One of my first assignments was to drive to Sacramento to attend Lakers shootaround and ask questions to exceptional athletes. At the time, the Kings were putting a promotion called "Blackout" in which the team and its fans wore all black to intimidate the opposition. With that in mind, I planned to ask Lakers staff and presumably Kobe about the crowd noise. When Kobe walked into the scrum, I blurted my question with curious execution. 

"Hey Kobe, there's a blackout in Sacramento, how are you going to handle that?" I asked. 

"Huh?" Kobe asked the 18-year old in front of him, presumably wondering how he got in the building. 

"Yeah, everyone's wearing black, how will you deal with that?" I responded. 

Confused, Kobe followed up with a stock answer about how he and his team were battle-tested and it shouldn't be a problem. Embarrassed, I said thank you, proud of myself for following Kobe's mantra of 'Just shoot,' while acknowledging I had a lot of work ahead of me to be a respectable sports writer. 

Along the way, through the internships and odd freelance jobs, my mythology of Kobe began to wane as I began to read up on the man's biggest alleged transgression. Following the 2002-03 season, a 19-year-old hotel employee accused Bryant of rape at a Colorado resort.

Bryant immediately proclaimed his innocence, saying the encounter was consensual and the only crime he committed was of adultery to his wife. Following pre-trial hearings, the case was dropped after the victim refused to testify on the stand. Bryant's ensuing statement brought more confusion.

"Although I truly believe this encounter between us was consensual, I recognize now that she did not and does not view this incident the same way I did," the statement read. "After months of reviewing discovery, listening to her attorney, and even her testimony in person, I now understand how she feels that she did not consent to this encounter."

Reading the words brought disappointment and confusion. Bryant admitted that the woman didn't give consent, yet still went through with his actions. The declaration hurt to the core. A player I loved seemed to admit to these serious transgressions. Nonetheless, the league I began to cover continued to celebrate the man. He won Academy Awards and became one of the allied faces of the WNBA, often bringing his daughter Gianna, who also died Sunday, courtside to games.

[RELATED: Draymond, Warriors react to Kobe's death]

All the while, Bryant influenced a generation of basketball players.

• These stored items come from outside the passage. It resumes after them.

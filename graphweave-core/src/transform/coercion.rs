//! Coercion of extracted payload values into ontology data types.

use chrono::{DateTime, NaiveDate, NaiveDateTime, TimeZone, Utc};
use serde_json::{Number, Value};

use crate::domain::{Conversion, DataType};
use crate::transform::value::stringify;

pub const DATE_OUTPUT_FORMAT: &str = "%Y-%m-%dT%H:%M:%S%.3fZ";

const FREE_FORM_DATE_FORMATS: &[&str] = &[
    "%Y-%m-%d %H:%M:%S",
    "%Y-%m-%dT%H:%M:%S",
    "%Y-%m-%d %H:%M:%S%.f",
    "%Y-%m-%dT%H:%M:%S%.f",
    "%Y-%m-%d %H:%M",
    "%Y/%m/%d %H:%M:%S",
    "%m/%d/%Y %H:%M:%S",
];

const FREE_FORM_DAY_FORMATS: &[&str] = &["%Y-%m-%d", "%Y/%m/%d", "%m/%d/%Y"];

/// Converts `value` to `data_type`.
///
/// Returns `None` when the value already has the right shape and is used
/// unchanged, otherwise a [`Conversion`] carrying either the converted value
/// or the failure reason.
pub fn convert_value(
    data_type: DataType,
    value: Option<&Value>,
    date_format: Option<&str>,
) -> Option<Conversion> {
    let original = value.cloned();
    let value = match value {
        None | Some(Value::Null) => {
            return Some(Conversion::failure(
                original,
                "unable to convert value, value is null or undefined",
            ))
        }
        Some(Value::String(text)) if text == "null" => {
            return Some(Conversion::failure(
                original,
                "unable to convert value, value is null or undefined",
            ))
        }
        Some(value) => value,
    };

    match data_type {
        DataType::Number => {
            if value.is_number() {
                return None;
            }
            Some(match parse_int_prefix(&stringify(value)) {
                Some(parsed) => Conversion::success(original, Value::from(parsed)),
                None => Conversion::failure(original, "unable to convert value to number"),
            })
        }
        DataType::Float => {
            if value.is_number() {
                return None;
            }
            Some(match parse_float_prefix(&stringify(value)) {
                Some(parsed) => Conversion::success(original, float_value(parsed)),
                None => Conversion::failure(original, "unable to convert value to float"),
            })
        }
        DataType::Number64
        | DataType::Float64
        | DataType::String
        | DataType::Enumeration
        | DataType::File => {
            if value.is_string() {
                return None;
            }
            Some(Conversion::success(original, Value::String(stringify(value))))
        }
        DataType::Date => Some(convert_date(value, date_format)),
        DataType::Boolean => match value {
            Value::Bool(_) => None,
            Value::String(text) => {
                let truthy = ["true", "TRUE", "True", "1"]
                    .iter()
                    .any(|needle| text.contains(needle));
                Some(Conversion::success(original, Value::Bool(truthy)))
            }
            Value::Number(number) => Some(Conversion::success(
                original,
                Value::Bool(number.as_f64() == Some(1.0)),
            )),
            _ => Some(Conversion::failure(
                original,
                "unable to convert boolean, must be a boolean, string, or number to attempt conversion",
            )),
        },
        DataType::List => {
            if value.is_array() {
                return None;
            }
            Some(Conversion::success(original, Value::Array(vec![value.clone()])))
        }
        DataType::Unknown => None,
    }
}

fn convert_date(value: &Value, date_format: Option<&str>) -> Conversion {
    let original = Some(value.clone());
    let parsed = match value {
        Value::Number(number) => match date_format {
            Some(format) => parse_with_format(&number.to_string(), format),
            None => number
                .as_f64()
                .and_then(|millis| Utc.timestamp_millis_opt(millis.trunc() as i64).single())
                .ok_or_else(|| "timestamp out of range".to_string()),
        },
        Value::String(text) => match date_format {
            Some(format) => parse_with_format(text, format),
            None => parse_free_form(text),
        },
        _ => {
            return Conversion::failure(
                original,
                "unable to convert value to date, value is not string or number",
            )
        }
    };

    match parsed {
        Ok(date) => Conversion::success(
            original,
            Value::String(date.format(DATE_OUTPUT_FORMAT).to_string()),
        ),
        Err(reason) => Conversion::failure(
            original,
            format!("unable to convert value to date using format string: {}", reason),
        ),
    }
}

/// Parses with an explicit strftime format, accepting date-only formats and
/// formats that carry their own offset. Naive results are taken as UTC.
fn parse_with_format(text: &str, format: &str) -> Result<DateTime<Utc>, String> {
    if let Ok(date) = DateTime::parse_from_str(text, format) {
        return Ok(date.with_timezone(&Utc));
    }
    if let Ok(date) = NaiveDateTime::parse_from_str(text, format) {
        return Ok(date.and_utc());
    }
    NaiveDate::parse_from_str(text, format)
        .map_err(|err| err.to_string())
        .and_then(|day| {
            day.and_hms_opt(0, 0, 0)
                .map(|date| date.and_utc())
                .ok_or_else(|| "invalid time".to_string())
        })
}

fn parse_free_form(text: &str) -> Result<DateTime<Utc>, String> {
    let text = text.trim();
    if let Ok(date) = DateTime::parse_from_rfc3339(text) {
        return Ok(date.with_timezone(&Utc));
    }
    if let Ok(date) = DateTime::parse_from_rfc2822(text) {
        return Ok(date.with_timezone(&Utc));
    }
    for format in FREE_FORM_DATE_FORMATS {
        if let Ok(date) = NaiveDateTime::parse_from_str(text, format) {
            return Ok(date.and_utc());
        }
    }
    for format in FREE_FORM_DAY_FORMATS {
        if let Ok(day) = NaiveDate::parse_from_str(text, format) {
            if let Some(date) = day.and_hms_opt(0, 0, 0) {
                return Ok(date.and_utc());
            }
        }
    }
    Err(format!("invalid date '{}'", text))
}

/// Leading base-10 integer of `text`, ignoring anything after it.
fn parse_int_prefix(text: &str) -> Option<i64> {
    let text = text.trim_start();
    let (sign, digits) = match text.as_bytes().first() {
        Some(b'-') => (-1, &text[1..]),
        Some(b'+') => (1, &text[1..]),
        _ => (1, text),
    };
    let end = digits
        .find(|c: char| !c.is_ascii_digit())
        .unwrap_or(digits.len());
    if end == 0 {
        return None;
    }
    digits[..end].parse::<i64>().ok().map(|n| sign * n)
}

/// Longest leading decimal literal of `text`.
fn parse_float_prefix(text: &str) -> Option<f64> {
    let text = text.trim_start();
    let bytes = text.as_bytes();
    let mut end = 0;

    if matches!(bytes.first(), Some(b'-') | Some(b'+')) {
        end += 1;
    }
    let int_start = end;
    while end < bytes.len() && bytes[end].is_ascii_digit() {
        end += 1;
    }
    let mut mantissa_digits = end - int_start;
    if end < bytes.len() && bytes[end] == b'.' {
        let frac_start = end + 1;
        let mut frac_end = frac_start;
        while frac_end < bytes.len() && bytes[frac_end].is_ascii_digit() {
            frac_end += 1;
        }
        mantissa_digits += frac_end - frac_start;
        if mantissa_digits > 0 {
            end = frac_end;
        }
    }
    if mantissa_digits == 0 {
        return None;
    }
    if end < bytes.len() && (bytes[end] == b'e' || bytes[end] == b'E') {
        let mut exp_end = end + 1;
        if matches!(bytes.get(exp_end), Some(b'-') | Some(b'+')) {
            exp_end += 1;
        }
        let exp_digits_start = exp_end;
        while exp_end < bytes.len() && bytes[exp_end].is_ascii_digit() {
            exp_end += 1;
        }
        if exp_end > exp_digits_start {
            end = exp_end;
        }
    }

    text[..end].parse::<f64>().ok().filter(|n| n.is_finite())
}

/// Integral floats are stored as integers.
fn float_value(parsed: f64) -> Value {
    if parsed.fract() == 0.0 && parsed.abs() < i64::MAX as f64 {
        Value::from(parsed.floor() as i64)
    } else {
        Number::from_f64(parsed)
            .map(Value::Number)
            .unwrap_or(Value::Null)
    }
}

#[cfg(test)]
mod tests {
    use super::*;
    use serde_json::json;

    fn converted(data_type: DataType, value: Value) -> Value {
        convert_value(data_type, Some(&value), None)
            .and_then(|c| c.converted_value)
            .unwrap()
    }

    #[test]
    fn test_null_like_values_always_fail() {
        for data_type in [DataType::String, DataType::Unknown, DataType::List] {
            assert!(convert_value(data_type, None, None).unwrap().is_failure());
            assert!(convert_value(data_type, Some(&Value::Null), None)
                .unwrap()
                .is_failure());
            assert!(convert_value(data_type, Some(&json!("null")), None)
                .unwrap()
                .is_failure());
        }
    }

    #[test]
    fn test_values_of_declared_type_are_unchanged() {
        assert!(convert_value(DataType::Number, Some(&json!(4)), None).is_none());
        assert!(convert_value(DataType::Float, Some(&json!(4.5)), None).is_none());
        assert!(convert_value(DataType::String, Some(&json!("a")), None).is_none());
        assert!(convert_value(DataType::Number64, Some(&json!("9")), None).is_none());
        assert!(convert_value(DataType::Boolean, Some(&json!(true)), None).is_none());
        assert!(convert_value(DataType::List, Some(&json!([1])), None).is_none());
        assert!(convert_value(DataType::Unknown, Some(&json!({"a": 1})), None).is_none());
    }

    #[test]
    fn test_numeric_conversions() {
        assert_eq!(converted(DataType::Number, json!("4")), json!(4));
        assert_eq!(converted(DataType::Number, json!("4.7 visits")), json!(4));
        assert_eq!(converted(DataType::Float, json!("4.5")), json!(4.5));
        assert_eq!(converted(DataType::Float, json!("4.0")), json!(4));
        assert!(convert_value(DataType::Number, Some(&json!("four")), None)
            .unwrap()
            .is_failure());
        assert!(convert_value(DataType::Float, Some(&json!(true)), None)
            .unwrap()
            .is_failure());
    }

    #[test]
    fn test_string_like_conversions() {
        assert_eq!(converted(DataType::String, json!(12)), json!("12"));
        assert_eq!(converted(DataType::Number64, json!(12)), json!("12"));
        assert_eq!(converted(DataType::Enumeration, json!(true)), json!("true"));
        assert_eq!(converted(DataType::List, json!("a")), json!(["a"]));
    }

    #[test]
    fn test_boolean_conversions() {
        assert_eq!(converted(DataType::Boolean, json!("True")), json!(true));
        assert_eq!(converted(DataType::Boolean, json!("yes")), json!(false));
        assert_eq!(converted(DataType::Boolean, json!(1)), json!(true));
        assert_eq!(converted(DataType::Boolean, json!(2)), json!(false));
        assert!(convert_value(DataType::Boolean, Some(&json!([true])), None)
            .unwrap()
            .is_failure());
    }

    #[test]
    fn test_date_conversions() {
        assert_eq!(
            converted(DataType::Date, json!("2020-01-01 12:00:00")),
            json!("2020-01-01T12:00:00.000Z")
        );
        assert_eq!(
            converted(DataType::Date, json!(0)),
            json!("1970-01-01T00:00:00.000Z")
        );

        let formatted = convert_value(DataType::Date, Some(&json!("01/02/2021")), Some("%d/%m/%Y"))
            .and_then(|c| c.converted_value)
            .unwrap();
        assert_eq!(formatted, json!("2021-02-01T00:00:00.000Z"));

        let failed = convert_value(DataType::Date, Some(&json!("not a date")), None).unwrap();
        assert!(failed.is_failure());
        assert!(convert_value(DataType::Date, Some(&json!(true)), None)
            .unwrap()
            .is_failure());
    }
}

Warriors cornerstones Stephen Curry, Klay Thompson, and Draymond Green, along with their coach Steve Kerr gushed about his greatness before his final game at Oracle Arena in 2016. The Warriors gave the guard a vacation package to Napa, along with a giant bottle of wine from Amuse Bouche winery.

Twenty months later, the coach and trio, alongside former teammate Kevin Durant stood on the floor at Staples Center as Bryant saw his both his No. 8 and 24 raised to the rafters. I sat on the other side of the gym, watching much of my childhood go up with the garments, trying to the tame the 10-year old from Oakland that adored the man while figuring out where he stood in my current lexicon. 

On Sunday, Jan. 26, I'm left to reconcile Kobe's presence in my life. He was a man whose on-court mentality I tried to mirror, but whose alleged transgressions will forever complicate my celebration of him.